*WHAT THIS TASK INVOLVES*
Please output the section of the listing below that opens with the line containing "tokio::time::sleep(Duration::from_millis(500)).await;" and closes with the line containing "process.signal(Signal::SIGUSR1)?;", exactly and with nothing else.

*MATERIAL SUPPLIED*
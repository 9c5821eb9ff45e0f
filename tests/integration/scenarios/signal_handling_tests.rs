use crate::infrastructure::{
    assert_exit_code, assert_stdout_contains, count_kind, result_lines, ProbeHarness,
};
use anyhow::Result;
use nix::sys::signal::Signal;
use std::time::Duration;

const LIMIT: Duration = Duration::from_secs(15);

#[tokio::test]
async fn test_fault_cleans_up_and_exits_broken() -> Result<()> {
    let _ = tracing_subscriber::fmt().with_test_writer().try_init();

    let mut harness = ProbeHarness::new()?;
    let output = harness.run_probe(&["-F", "-i", "3"], LIMIT).await?;

    assert_exit_code(&output, 2);
    let broken: Vec<_> = result_lines(&output)
        .into_iter()
        .filter(|l| l.kind == "BROK")
        .collect();
    assert_eq!(broken.len(), 1, "stdout:\n{}", output.stdout);
    assert_eq!(broken[0].tcid, "kprobe");
    assert_eq!(broken[0].message, "unexpected signal 11");
    assert_eq!(count_kind(&output, "PASS"), 0);
    assert!(harness.leftovers()?.is_empty(), "fault left the workspace behind");
    Ok(())
}

#[tokio::test]
async fn test_sigterm_mid_run_is_broken() -> Result<()> {
    let mut harness = ProbeHarness::new()?;
    let process = harness.spawn_probe(&["-I", "30", "-P", "0.05"]).await?;

    tokio::time::sleep(Duration::from_millis(300)).await;
    process.signal(Signal::SIGTERM)?;
    let output = process.finish(LIMIT).await?;

    assert_exit_code(&output, 2);
    assert_stdout_contains(&output, "BROK  :  unexpected signal 15");
    assert!(harness.leftovers()?.is_empty());
    Ok(())
}

#[tokio::test]
async fn test_pause_waits_for_sigusr1() -> Result<()> {
    let mut harness = ProbeHarness::new()?;
    let mut process = harness.spawn_probe(&["-p", "-i", "1"]).await?;

    tokio::time::sleep(Duration::from_millis(500)).await;
    assert!(process.is_running(), "probe should be paused");
    assert!(
        harness.leftovers()?.is_empty(),
        "workspace must not exist before release"
    );

    process.signal(Signal::SIGUSR1)?;
    let output = process.finish(LIMIT).await?;

    assert_exit_code(&output, 0);
    assert_eq!(count_kind(&output, "PASS"), 3);
    Ok(())
}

*ANSWER TO THE PROBLEM*
    tokio::time::sleep(Duration::from_millis(500)).await;
    assert!(process.is_running(), "probe should be paused");
    assert!(
        harness.leftovers()?.is_empty(),
        "workspace must not exist before release"
    );

    process.signal(Signal::SIGUSR1)?;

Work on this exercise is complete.